Here is what Bicknell wrote (page 31):It was almost impossible to find rests for our rifles (average weight was 25-35 pounds) in the swampy woods, and the trees and underbrush being in full leaf, we had to approach within pistol shot of the breastworks to use our eyes, or rifles with effect. We were furnished with Colt Navy revolvers which we found handy to use but quite an addition to our burden
It was not until the Battle of Fair Oaks that Bicknell and his comrades were forced to abandon their target rifles and use the Colt Revolvers (page 37)
The Sharpshooters were put in the rear of a section of Kirby's Battery, with orders to advance with revolvers and retake the guns if they should be captured. The enemy made three separate charges through the woods at the corner of the path the two guns stood, Jeff Davis is said to lead one of the charges in person; but it mattered not who led against the murderous fire of Gorman's brigade and Kirby's battery that night. We had no chance to retreat from the overwhelming force thrown against us except into the swift deep river at our back. Each time as the yelling mass neared the guns--and once I saw them lay their hands upon them--the Sharpshooters rose to their feet and bent forward for the spring with revolvers cocked and muscles strained in their utmost tension, and, each time, as they recoiled in disorder, we sunk down again upon the ground trembling in every limb from the relaxation of the terrible strain.

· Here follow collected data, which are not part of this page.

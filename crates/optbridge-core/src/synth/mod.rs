//! Event synthesis
//!
//! Compares each fresh [`Extraction`] with the last state that was
//! dispatched and builds the envelopes to send:
//!
//! | Compared to last state        | Envelopes                          |
//! |-------------------------------|------------------------------------|
//! | nothing dispatched yet        | SelectionChanged, VariantUpdated   |
//! | other selected node           | SelectionChanged, VariantUpdated   |
//! | same node, price/discount new | VariantUpdated                     |
//! | equal                         | none                               |
//!
//! Envelopes are returned in dispatch order; the caller sends them one by
//! one.

pub mod variant;

use tracing::{debug, warn};

use crate::Error;
use crate::config::FormConfig;
use crate::events::{
    ChangeType, DispatchEnvelope, DomainEvent, EVENT_SOURCE, SelectionChanged, VariantData,
    VariantUpdated,
};
use crate::extract::{Extraction, SelectionState};
use crate::traits::{DomSensor, NodeId};

pub use variant::{DescriptorSource, FormState};

/// What a fresh state means relative to the last dispatched one
#[derive(Debug, Clone, Copy, PartialEq, Eq)]
pub enum Decision {
    /// Selected node changed (or first dispatch)
    Selection,
    /// Same node, new price or discount
    PriceOnly,
    /// Nothing to dispatch
    Unchanged,
}

/// Deduplicating builder of outbound events for one session
#[derive(Debug, Clone)]
pub struct EventSynthesizer {
    form: FormConfig,
    last: Option<SelectionState>,
}

impl EventSynthesizer {
    /// Create a synthesizer with no dispatched state
    pub fn new(form: FormConfig) -> Self {
        Self { form, last: None }
    }

    /// Last committed state
    pub fn last(&self) -> Option<&SelectionState> {
        self.last.as_ref()
    }

    /// Classify `state` against the last committed one
    pub fn decide(&self, state: &SelectionState) -> Decision {
        match &self.last {
            None => Decision::Selection,
            Some(last) if last.selected != state.selected => Decision::Selection,
            Some(last) if last == state => Decision::Unchanged,
            Some(_) => Decision::PriceOnly,
        }
    }

    /// Decide, commit and build the envelopes for one cycle
    ///
    /// `host` is the element the bridge is connected to; the selection event
    /// targets it and the product form is looked up around it.
    pub fn synthesize(
        &mut self,
        sensor: &dyn DomSensor,
        host: NodeId,
        extraction: &Extraction,
        change: ChangeType,
    ) -> Vec<DispatchEnvelope> {
        let decision = self.decide(&extraction.state);
        if decision == Decision::Unchanged {
            debug!(host = %host, "selection state unchanged");
            return Vec::new();
        }
        self.last = Some(extraction.state);

        let mut envelopes = Vec::with_capacity(2);
        if decision == Decision::Selection {
            envelopes.push(DispatchEnvelope::new(
                host,
                DomainEvent::SelectionChanged(selection_event(extraction, change)),
            ));
        }

        match self.variant_event(sensor, host, extraction) {
            Ok(envelope) => envelopes.push(envelope),
            Err(e) => warn!(host = %host, error = %e, "variant update skipped"),
        }

        envelopes
    }

    fn variant_event(
        &self,
        sensor: &dyn DomSensor,
        host: NodeId,
        extraction: &Extraction,
    ) -> Result<DispatchEnvelope, Error> {
        let form = variant::locate_form(sensor, host, &self.form)
            .ok_or_else(|| Error::FormNotFound(host.to_string()))?;
        let state = variant::read_form(sensor, form, &self.form);

        let (resource, source, snapshot_error) = variant::resolve_descriptor(&state);
        if let Some(e) = snapshot_error {
            warn!(host = %host, form = %form, error = %e, "using fallback variant descriptor");
        }
        debug!(host = %host, form = %form, source = ?source, "variant descriptor resolved");

        let section = variant::section_id(sensor, host, &self.form);
        let html = variant::price_fragment(&self.form, section.as_deref(), &extraction.price_markup);

        Ok(DispatchEnvelope::new(
            form,
            DomainEvent::VariantUpdated(VariantUpdated {
                resource,
                source: EVENT_SOURCE.to_string(),
                data: VariantData {
                    html,
                    product_id: state.product_id,
                    new_product: None,
                },
            }),
        ))
    }
}

fn selection_event(extraction: &Extraction, change: ChangeType) -> SelectionChanged {
    SelectionChanged {
        selected_option: extraction.state.selected,
        price: extraction.state.price,
        plan_type: extraction.state.plan,
        has_discount: extraction.state.has_discount,
        price_element: extraction.price_node,
        change_type: change,
    }
}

On page 46 Bicknell reports: When we started from Harrison's Landing to march to Fortress Monroe, we put the Captain and Lt. Berry, the guns, revolvers and everything, but our knapsacks, haversacks and canteens aboard the teams, for McClellan did not forget his promise
Page 47 We saw no more of our telescopic rifles and revolvers. After arriving in Alexandria, the men formally invited me to lead them in refusing to take Sharps rifles, or even to serve longer, except on the conditions of our enlistment....I politely refused to end my life as the leader of a mutiny
After a few days we were marched into a short cross street, in front of a long low building, in Alexandria or Georgetown, and, while cannioneers stood with lighted matches beside their guns, and at one end of the street, a company of cavalry with drawn sabers stood ready to cut off our retreat from the other end, we were forced to take the Sharps rifles
It's amusing for us 'Berdans' to see that the Andrews Sharpshooters were literally given no options but to take up the same Sharps rifles that the USSS had petitioned everybody from President Lincoln, The Commander of the Army, Geo. B. McClellan and their State Reps on down to get the very same Improved Sharps rifles.
Copies of Bicknell's 'The Sharpshooters' can be obtained from the Massachusetts Historical Society. A great read for those who are interested in the 'Other Sharpshooters'.